As a social service project in school I started reading out or did storytelling session with children and old age people in these homes where my grandma took me during the holidays. What started as a mere school project to get better grades, later, had become my obsession. I developed an inkling for storytelling. In each storytelling session, I could hear my heart’s frequency in line with that of an acoustic guitar. For me the sessions were like the sound of the guitar’s strings when plucked, I can feel the sound reverberates and is transmitted in the surrounding and produces a vibration in alignment with my body; right from my head to toe. Sometime hitting a low note of 27.5 Hz and the highest vibration at 4,186 Hz of piano, as I have heard from the musicians. I survived my teenage years with extra pocket money as I managed to get part time job with my skill in the neighbourhood libraries or in some kid’s birthday parties. I kept my passion alive throughout. Indeed, I had become the director of my stories. It was only later in my life that I realized that the element within me which I belonged to is the Storyteller!
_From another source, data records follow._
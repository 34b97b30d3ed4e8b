//! Per-mention orchestration: fetch thread → assemble content → generate →
//! post reply.

use crate::MentionEvent;
use crate::context;
use crate::error::{Error, Result};
use crate::gemini::Generator;
use crate::slack::{RawMessage, ThreadPlatform};

use std::collections::HashSet;
use std::sync::Arc;

/// Orchestrates one mention event end to end. Stateless between events, so a
/// single instance serves any number of concurrent mentions.
pub struct MentionHandler<P, G> {
    platform: Arc<P>,
    generator: Arc<G>,
}

impl<P: ThreadPlatform, G: Generator> MentionHandler<P, G> {
    pub fn new(platform: Arc<P>, generator: Arc<G>) -> Self {
        Self {
            platform,
            generator,
        }
    }

    /// Handle one mention event. On failure a best-effort error notice is
    /// posted into the same thread, and the original error is still returned
    /// so the caller's redelivery policy can act on it. Redelivered events
    /// are processed again from scratch and may post a duplicate reply;
    /// there is no dedup by event id.
    pub async fn handle(&self, event: &MentionEvent) -> Result<()> {
        let thread_ts = event.thread_root();
        match self.respond(event, thread_ts).await {
            Ok(()) => Ok(()),
            Err(error) => {
                tracing::error!(
                    channel = %event.channel,
                    thread_ts,
                    %error,
                    "mention handling failed"
                );
                let notice = format!("Sorry, I couldn't put a reply together: {error}");
                if let Err(notice_error) = self
                    .platform
                    .post_reply(&event.channel, &notice, thread_ts)
                    .await
                {
                    tracing::error!(%notice_error, "failed to post error notice, giving up");
                }
                Err(error)
            }
        }
    }

    async fn respond(&self, event: &MentionEvent, thread_ts: &str) -> Result<()> {
        let mut messages = self
            .platform
            .fetch_thread(&event.channel, thread_ts)
            .await
            .map_err(Error::from)?;
        if messages.is_empty() {
            // The platform reported an empty thread; answer the mention text
            // itself rather than sending the model an empty prompt.
            tracing::warn!(
                channel = %event.channel,
                thread_ts,
                "thread fetch returned no messages, using mention text"
            );
            messages.push(RawMessage {
                user: Some(event.user.clone()),
                text: event.text.clone(),
                ts: event.ts.clone(),
                files: Vec::new(),
            });
        }

        let bot_user_id = self.platform.bot_user_id()?.to_string();

        let author_ids = unique_author_ids(&messages, &bot_user_id);
        let names = self.platform.resolve_user_names(&author_ids).await;

        let conversation = context::conversation_from_thread(&messages, &bot_user_id, &names);
        let conversation = context::resolve_images(self.platform.as_ref(), conversation).await;
        let units = context::content_sequence(&conversation);

        tracing::debug!(
            messages = messages.len(),
            units = units.len(),
            "content sequence assembled"
        );

        let reply = self.generator.generate(&units).await.map_err(Error::from)?;
        let reply = if reply.trim().is_empty() {
            // A valid empty model reply still produces a visible message.
            "(The model returned an empty reply.)".to_string()
        } else {
            reply
        };

        self.platform
            .post_reply(&event.channel, &reply, thread_ts)
            .await
            .map_err(Error::from)?;
        Ok(())
    }
}

/// Distinct human author ids, in first-seen order. The bot's own id is
/// excluded; its label is fixed and never looked up.
fn unique_author_ids(messages: &[RawMessage], bot_user_id: &str) -> Vec<String> {
    let mut seen = HashSet::new();
    messages
        .iter()
        .filter_map(|message| message.user.clone())
        .filter(|user| user != bot_user_id)
        .filter(|user| seen.insert(user.clone()))
        .collect()
}
//! Configuration for the evolve plugin.
//!
//! Resolved once at plugin load and never mutated. Values come from an
//! optional JSONC document at `<workspace>/config/evolve.jsonc` merged
//! over built-in defaults; the workspace root itself comes from the
//! environment.

use std::path::{Path, PathBuf};
use std::time::Duration;

use serde::Deserialize;

use crate::error::ConfigError;
use crate::util::strip_jsonc_comments;

/// Preferred environment variable naming the workspace root.
pub const WORKSPACE_ENV: &str = "OPENCODE_EVOLVE_WORKSPACE";

/// Legacy alias kept for workspaces created by older releases.
pub const WORKSPACE_ENV_LEGACY: &str = "OPENCODE_SIDECAR_WORKSPACE";

/// Resolved plugin configuration.
#[derive(Debug, Clone)]
pub struct Config {
    /// Workspace root directory.
    pub workspace: PathBuf,
    /// Hook script basename under `<workspace>/hooks/`.
    pub hook: String,
    /// Heartbeat period.
    pub heartbeat: Duration,
    /// Per-subprocess timeout (hook invocations and sandbox test runs).
    pub hook_timeout: Duration,
    /// Title of the background heartbeat session.
    pub heartbeat_title: String,
    /// Agent id used for injected prompts.
    pub heartbeat_agent: String,
    /// Prefix glyph for log/output lines.
    pub glyph: String,
    /// Workspace-relative test command for sandbox validation.
    pub test_script: Option<String>,
}

/// On-disk configuration document. All fields optional; anything absent
/// falls back to the defaults in [`Config::load_from`].
#[derive(Debug, Default, Deserialize)]
struct ConfigDocument {
    hook: Option<String>,
    heartbeat_ms: Option<u64>,
    hook_timeout: Option<u64>,
    heartbeat_title: Option<String>,
    heartbeat_agent: Option<String>,
    glyph: Option<String>,
    test_script: Option<String>,
}

impl Config {
    /// Load configuration for the workspace named by the environment.
    pub fn load() -> Result<Self, ConfigError> {
        // Load .env file if present (ignore errors if not found)
        let _ = dotenvy::dotenv();
        Self::load_from(workspace_from_env())
    }

    /// Load configuration for an explicit workspace root.
    pub fn load_from(workspace: PathBuf) -> Result<Self, ConfigError> {
        let doc = read_document(&workspace.join("config").join("evolve.jsonc"));

        let heartbeat_ms = doc.heartbeat_ms.unwrap_or(1_800_000);
        if heartbeat_ms == 0 {
            return Err(ConfigError::InvalidValue {
                key: "heartbeat_ms".to_string(),
                message: "must be a positive integer".to_string(),
            });
        }
        let hook_timeout_ms = doc.hook_timeout.unwrap_or(30_000);
        if hook_timeout_ms == 0 {
            return Err(ConfigError::InvalidValue {
                key: "hook_timeout".to_string(),
                message: "must be a positive integer".to_string(),
            });
        }

        Ok(Self {
            workspace,
            hook: doc.hook.unwrap_or_else(|| "evolve.py".to_string()),
            heartbeat: Duration::from_millis(heartbeat_ms),
            hook_timeout: Duration::from_millis(hook_timeout_ms),
            heartbeat_title: doc
                .heartbeat_title
                .unwrap_or_else(|| "heartbeat".to_string()),
            heartbeat_agent: doc.heartbeat_agent.unwrap_or_else(|| "evolve".to_string()),
            glyph: doc.glyph.unwrap_or_else(|| "⚡".to_string()),
            test_script: doc.test_script.filter(|s| !s.is_empty()),
        })
    }

    /// Absolute path of the hook script.
    pub fn hook_path(&self) -> PathBuf {
        self.hooks_dir().join(&self.hook)
    }

    /// Directory holding the hook script.
    pub fn hooks_dir(&self) -> PathBuf {
        self.workspace.join("hooks")
    }

    /// Directory holding prompt fragments (`*.md`).
    pub fn prompts_dir(&self) -> PathBuf {
        self.workspace.join("prompts")
    }

    /// Path of the persisted runtime state document.
    pub fn runtime_state_path(&self) -> PathBuf {
        self.workspace.join("config").join("runtime.json")
    }

    /// File stem of the hook script, used as the tool-name prefix.
    ///
    /// Replacing `evolve.py` with `persona.py` renames every registered
    /// tool uniformly.
    pub fn hook_stem(&self) -> &str {
        Path::new(&self.hook)
            .file_stem()
            .and_then(|s| s.to_str())
            .unwrap_or(&self.hook)
    }
}

/// Resolve the workspace root from the environment, falling back to
/// `<home>/workspace`.
fn workspace_from_env() -> PathBuf {
    for var in [WORKSPACE_ENV, WORKSPACE_ENV_LEGACY] {
        if let Ok(value) = std::env::var(var) {
            if !value.is_empty() {
                return PathBuf::from(value);
            }
        }
    }
    dirs::home_dir()
        .unwrap_or_else(|| PathBuf::from("."))
        .join("workspace")
}

/// Read and parse the optional JSONC config document.
///
/// A missing file is the common case; a malformed one must not keep the
/// plugin from loading, so it degrades to defaults with a warning.
fn read_document(path: &Path) -> ConfigDocument {
    let raw = match std::fs::read_to_string(path) {
        Ok(raw) => raw,
        Err(_) => return ConfigDocument::default(),
    };
    match serde_json::from_str(&strip_jsonc_comments(&raw)) {
        Ok(doc) => doc,
        Err(e) => {
            tracing::warn!("Ignoring malformed config at {}: {}", path.display(), e);
            ConfigDocument::default()
        }
    }
}
//! In-memory plugin state and the persisted runtime document.
//!
//! Everything here lives for the plugin's lifetime and is lost on reload,
//! except `RuntimeState`, which caches the last-observed model on disk so
//! heartbeats can resume without waiting for a fresh user turn.

use std::collections::{HashMap, HashSet, VecDeque};
use std::path::Path;

use serde::{Deserialize, Serialize};
use serde_json::Value;

use crate::host::{MessagePart, MessageRecord, ModelRef};

/// Persisted runtime document: `{ "model": { "providerID", "modelID" } }`.
#[derive(Debug, Clone, Default, Serialize, Deserialize)]
pub struct RuntimeState {
    #[serde(default)]
    pub model: Option<ModelRef>,
}

impl RuntimeState {
    /// Load from disk, degrading to defaults when absent or unreadable.
    pub fn load(path: &Path) -> Self {
        match std::fs::read_to_string(path) {
            Ok(raw) => serde_json::from_str(&raw).unwrap_or_default(),
            Err(_) => Self::default(),
        }
    }

    /// Write to disk, creating parent directories as needed.
    pub fn save(&self, path: &Path) -> std::io::Result<()> {
        if let Some(parent) = path.parent() {
            std::fs::create_dir_all(parent)?;
        }
        let json = serde_json::to_string_pretty(self)
            .map_err(|e| std::io::Error::new(std::io::ErrorKind::InvalidData, e.to_string()))?;
        std::fs::write(path, json)
    }
}

/// Mutable state shared by all host callbacks and the heartbeat task.
#[derive(Debug, Default)]
pub struct PluginState {
    /// Per-session frozen system prompt. Write-once per session.
    pub frozen_prompts: HashMap<String, Vec<String>>,
    /// Per-session notifications awaiting the session's next agent-marked cycle.
    pub pending: HashMap<String, Vec<Value>>,
    /// Captured message histories: pushed by messages-transform, popped by
    /// the next agent-marked system-transform.
    pub messages_fifo: VecDeque<Vec<MessageRecord>>,
    /// Formatted part-lists awaiting injection: pushed by system-transform,
    /// popped by the next messages-transform.
    pub injection_fifo: VecDeque<Vec<Vec<MessagePart>>>,
    /// Most recently captured history per session, injected into hook calls.
    pub session_history: HashMap<String, Vec<MessageRecord>>,
    /// Agent id last seen per session.
    pub session_agents: HashMap<String, String>,
    /// Every session id the plugin has seen.
    pub known_sessions: HashSet<String>,
    /// Most recently observed provider/model pair.
    pub last_model: Option<ModelRef>,
    /// Cached id of the background heartbeat session.
    pub heartbeat_session: Option<String>,
    /// Overlap guard for the heartbeat scheduler.
    pub heartbeat_busy: bool,
    /// Workspace has hook-reported modifications awaiting the next commit.
    pub dirty: bool,
}

impl PluginState {
    pub fn new(model: Option<ModelRef>) -> Self {
        Self {
            last_model: model,
            ..Self::default()
        }
    }

    /// Record that a session exists.
    pub fn touch_session(&mut self, session_id: &str) {
        if !self.known_sessions.contains(session_id) {
            self.known_sessions.insert(session_id.to_string());
        }
    }

    /// Install a frozen prompt for a session unless one is already set,
    /// and return the prompt that is now in force.
    pub fn freeze_prompt(&mut self, session_id: &str, prompt: Vec<String>) -> Vec<String> {
        self.frozen_prompts
            .entry(session_id.to_string())
            .or_insert(prompt)
            .clone()
    }

    /// Fan a batch of notifications out to every known session except the
    /// one that produced them.
    pub fn enqueue_notifications(&mut self, source_session: &str, notifications: &[Value]) {
        if notifications.is_empty() {
            return;
        }
        for session in &self.known_sessions {
            if session == source_session {
                continue;
            }
            self.pending
                .entry(session.clone())
                .or_default()
                .extend(notifications.iter().cloned());
        }
    }

    /// Take every pending notification for a session.
    pub fn drain_notifications(&mut self, session_id: &str) -> Vec<Value> {
        self.pending.remove(session_id).unwrap_or_default()
    }

    /// Record the observed model, persisting the runtime document only
    /// when the value actually changed. Returns whether a write happened.
    pub fn record_model(&mut self, model: ModelRef, runtime_path: &Path) -> bool {
        if self.last_model.as_ref() == Some(&model) {
            return false;
        }
        self.last_model = Some(model.clone());
        let runtime = RuntimeState { model: Some(model) };
        if let Err(e) = runtime.save(runtime_path) {
            tracing::warn!(
                "Failed to persist runtime state to {}: {}",
                runtime_path.display(),
                e
            );
        }
        true
    }
}
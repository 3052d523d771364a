//! Tool registry and the built-in self-repair tools.

pub mod builtin;
pub mod registry;

pub use registry::{ToolDefinition, ToolSchema};
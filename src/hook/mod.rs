//! The hook lifecycle engine: subprocess IPC, named dispatch, and the
//! recover-cascade failure policy.

pub mod caller;
pub mod ipc;
pub mod output;

pub use caller::{HookCaller, HookKind};
pub use output::HookOutput;
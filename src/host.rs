//! Host SDK surface consumed by the plugin.
//!
//! The chat host (session CRUD, LLM streaming, tool registration) is an
//! external collaborator. Everything the plugin needs from it fits behind
//! the [`Host`] trait: list/create sessions and two prompt flavors, one
//! blocking until the turn completes and one fire-and-forget.

use async_trait::async_trait;
use serde::{Deserialize, Serialize};

use crate::error::HostError;

/// A chat session as the host reports it.
#[derive(Debug, Clone, Serialize, Deserialize)]
pub struct SessionInfo {
    pub id: String,
    #[serde(default)]
    pub title: String,
}

/// Provider/model pair identifying the LLM behind a session.
#[derive(Debug, Clone, PartialEq, Eq, Serialize, Deserialize)]
pub struct ModelRef {
    #[serde(rename = "providerID")]
    pub provider_id: String,
    #[serde(rename = "modelID")]
    pub model_id: String,
}

/// One part of a chat message.
#[derive(Debug, Clone, PartialEq, Serialize, Deserialize)]
#[serde(tag = "type", rename_all = "snake_case")]
pub enum MessagePart {
    Text {
        text: String,
    },
    Reasoning {
        text: String,
    },
    ToolCall {
        name: String,
        #[serde(default)]
        arguments: serde_json::Value,
    },
}

impl MessagePart {
    /// Shorthand for a text part.
    pub fn text(text: impl Into<String>) -> Self {
        MessagePart::Text { text: text.into() }
    }
}

/// Compact record of one message, as captured for hook history.
#[derive(Debug, Clone, Serialize, Deserialize)]
pub struct MessageRecord {
    pub role: String,
    #[serde(default)]
    pub agent: Option<String>,
    #[serde(default)]
    pub parts: Vec<MessagePart>,
}

/// An assistant turn as observed through the host's chat-message callback.
#[derive(Debug, Clone)]
pub struct AssistantTurn {
    pub session_id: String,
    pub agent: Option<String>,
    pub model: Option<ModelRef>,
    pub parts: Vec<MessagePart>,
}

/// A prompt dispatched back into the host.
#[derive(Debug, Clone)]
pub struct PromptRequest {
    pub session_id: String,
    pub parts: Vec<MessagePart>,
    pub agent: Option<String>,
    pub model: Option<ModelRef>,
    /// Synthetic prompts are plugin-injected and not attributed to the user.
    pub synthetic: bool,
}

/// The host SDK calls the plugin is allowed to make.
#[async_trait]
pub trait Host: Send + Sync {
    /// Enumerate the host's sessions.
    async fn list_sessions(&self) -> Result<Vec<SessionInfo>, HostError>;

    /// Create a new session with the given title.
    async fn create_session(&self, title: &str) -> Result<SessionInfo, HostError>;

    /// Send a prompt and wait for the resulting turn to complete.
    async fn prompt(&self, request: PromptRequest) -> Result<(), HostError>;

    /// Send a prompt without waiting for the turn (fire-and-forget).
    async fn prompt_detached(&self, request: PromptRequest) -> Result<(), HostError>;
}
Even during the off days, I would carve out an hour or so for the story telling session. Sometime I used to feel that I am the Doctor with a specialization in storytelling. I strongly felt that my storytelling session transmitted healing vibes to the patients; by listening to my stories, seeing and feeling my facial expression, gesture of hands, the modulation in my tone and voice. At that moment, it all made sense to me on why I heard “burp, murp or hop cop”, because I heard and imagined story in the flow and rhythm of my body, be it my heart beat, or my pulse or flipping of my eye lashes while blinking my eyes or my fingers while curving it to write, or my wavy movement of my hair or tinkling of my earrings in my ears, the pace of my breathe, my heart beating with the tunes of stories… Each movement whether internally or externally created a story for me. I have often wondered just like the expressive therapy of music and dance can there also be story telling therapy? 
So, by so-called marriageable age, my family worried and prayed that its time I should find someone and get married. Which didn’t happen for some time, however eventually it happened and I got married. It was a great occasion with usual fun and frolic, with “aww” and “ooh” about our “made for each other pair". Of course, life did change drastically, to live and share the room, bed and cupboard with a man. The timings of my duty changed and often shifted. The night shift was abandoned forever. My story telling sessions decreased and some days I would have to rush home without the storytelling session. I can see in the kids and older people with a longing in their eyes that how they missed my antiques of storytelling. Older people, well they understood that now my life is different after marriage, with kids, of course it was bit tough. Sometimes the kids would not let me leave without making me tell at least one story. My husband initially wondered if I am really a doctor. My husband to start with, is generally an understanding person (or maybe I convinced myself that he is an understanding person), but he was not sure what I mean by storytelling person. Well, it was embarrassing for me to express what it meant and what made it more hard to express was neither had he ever asked me what I mean. The answer would simply be “well, why don’t you be like other normal doctors”.
And this week he added, “Anyway, make sure you don’t indulge in such activities from next week”. Our parents are coming to visit us for some time”. Maybe he doesn’t has to understand, but his way of not even trying to hear me out about what and why I do, made me hear the tremor in my heart. I told myself, “It doesn’t matter, it is not necessary we all will share the same wavelength”. So, I chose to ignore his constant pinching and manipulative opinions and talks. However, little did I know that I was muting the sound of my heart, gradually?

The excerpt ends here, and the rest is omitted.